Start of Excerpted records

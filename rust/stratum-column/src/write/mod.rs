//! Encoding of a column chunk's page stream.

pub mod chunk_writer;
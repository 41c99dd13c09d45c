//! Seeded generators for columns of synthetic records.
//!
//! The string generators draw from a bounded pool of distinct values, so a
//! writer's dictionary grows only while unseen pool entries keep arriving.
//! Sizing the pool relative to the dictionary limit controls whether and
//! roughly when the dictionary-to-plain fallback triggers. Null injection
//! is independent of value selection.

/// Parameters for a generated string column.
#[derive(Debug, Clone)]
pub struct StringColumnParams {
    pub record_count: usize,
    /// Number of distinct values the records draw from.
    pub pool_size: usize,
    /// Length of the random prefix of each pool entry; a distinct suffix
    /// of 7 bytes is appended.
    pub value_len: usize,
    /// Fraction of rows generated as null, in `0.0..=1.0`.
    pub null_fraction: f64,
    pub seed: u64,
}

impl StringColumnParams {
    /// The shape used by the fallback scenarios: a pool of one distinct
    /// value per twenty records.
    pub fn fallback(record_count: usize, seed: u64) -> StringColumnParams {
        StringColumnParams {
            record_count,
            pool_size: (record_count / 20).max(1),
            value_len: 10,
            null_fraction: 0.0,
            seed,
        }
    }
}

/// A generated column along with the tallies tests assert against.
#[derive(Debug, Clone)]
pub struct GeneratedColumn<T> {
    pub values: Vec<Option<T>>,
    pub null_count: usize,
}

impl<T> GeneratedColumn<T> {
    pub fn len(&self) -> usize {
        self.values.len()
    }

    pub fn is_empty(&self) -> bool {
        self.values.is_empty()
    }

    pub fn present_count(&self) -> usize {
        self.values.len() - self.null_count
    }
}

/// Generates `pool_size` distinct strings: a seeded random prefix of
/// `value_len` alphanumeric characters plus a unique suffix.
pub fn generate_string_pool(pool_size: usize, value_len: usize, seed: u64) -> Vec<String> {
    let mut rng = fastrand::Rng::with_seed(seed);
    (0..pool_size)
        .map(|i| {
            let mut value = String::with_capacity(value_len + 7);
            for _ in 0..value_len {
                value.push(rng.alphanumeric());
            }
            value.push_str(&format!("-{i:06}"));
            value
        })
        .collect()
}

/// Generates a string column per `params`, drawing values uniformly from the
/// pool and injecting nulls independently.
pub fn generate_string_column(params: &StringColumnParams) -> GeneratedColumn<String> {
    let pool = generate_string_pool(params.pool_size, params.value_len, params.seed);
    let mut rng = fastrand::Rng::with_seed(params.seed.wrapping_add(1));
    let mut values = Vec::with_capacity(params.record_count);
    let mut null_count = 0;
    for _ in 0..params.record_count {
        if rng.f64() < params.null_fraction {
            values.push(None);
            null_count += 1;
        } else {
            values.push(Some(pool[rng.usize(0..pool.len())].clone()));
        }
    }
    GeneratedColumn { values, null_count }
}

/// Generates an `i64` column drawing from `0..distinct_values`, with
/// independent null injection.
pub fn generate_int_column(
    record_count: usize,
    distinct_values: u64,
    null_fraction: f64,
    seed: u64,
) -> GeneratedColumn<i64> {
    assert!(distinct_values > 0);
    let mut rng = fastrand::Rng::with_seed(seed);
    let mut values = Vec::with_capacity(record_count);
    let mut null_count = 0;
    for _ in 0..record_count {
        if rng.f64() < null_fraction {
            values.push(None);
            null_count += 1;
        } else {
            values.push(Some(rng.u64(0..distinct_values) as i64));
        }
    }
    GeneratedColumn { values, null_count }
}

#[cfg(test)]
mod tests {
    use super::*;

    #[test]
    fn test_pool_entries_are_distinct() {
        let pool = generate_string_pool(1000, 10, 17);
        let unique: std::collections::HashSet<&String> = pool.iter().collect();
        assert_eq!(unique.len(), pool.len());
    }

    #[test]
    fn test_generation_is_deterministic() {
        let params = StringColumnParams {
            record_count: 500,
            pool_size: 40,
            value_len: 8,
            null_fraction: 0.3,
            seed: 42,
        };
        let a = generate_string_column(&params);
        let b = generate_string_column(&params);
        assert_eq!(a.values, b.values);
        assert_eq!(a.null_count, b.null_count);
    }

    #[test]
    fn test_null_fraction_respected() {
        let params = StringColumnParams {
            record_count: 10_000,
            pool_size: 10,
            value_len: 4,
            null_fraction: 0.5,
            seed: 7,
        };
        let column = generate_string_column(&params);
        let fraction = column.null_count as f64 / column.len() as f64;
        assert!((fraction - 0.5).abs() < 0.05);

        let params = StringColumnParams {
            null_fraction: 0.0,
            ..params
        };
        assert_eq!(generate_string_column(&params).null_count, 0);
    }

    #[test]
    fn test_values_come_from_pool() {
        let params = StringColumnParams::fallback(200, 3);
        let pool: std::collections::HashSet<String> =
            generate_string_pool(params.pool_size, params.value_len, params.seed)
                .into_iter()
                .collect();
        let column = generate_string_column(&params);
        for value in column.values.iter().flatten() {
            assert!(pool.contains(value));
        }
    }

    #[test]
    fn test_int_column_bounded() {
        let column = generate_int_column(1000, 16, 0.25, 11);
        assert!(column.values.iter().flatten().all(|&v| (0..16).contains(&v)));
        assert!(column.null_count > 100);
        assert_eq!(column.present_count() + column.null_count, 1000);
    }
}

End of Excerpted records

* Your instructions
Which of the lines above hold the string "GeneratedColumn"? Copy each one.

* Response to the exercise
pub struct GeneratedColumn<T> {
impl<T> GeneratedColumn<T> {
pub fn generate_string_column(params: &StringColumnParams) -> GeneratedColumn<String> {
    GeneratedColumn { values, null_count }
) -> GeneratedColumn<i64> {
    GeneratedColumn { values, null_count }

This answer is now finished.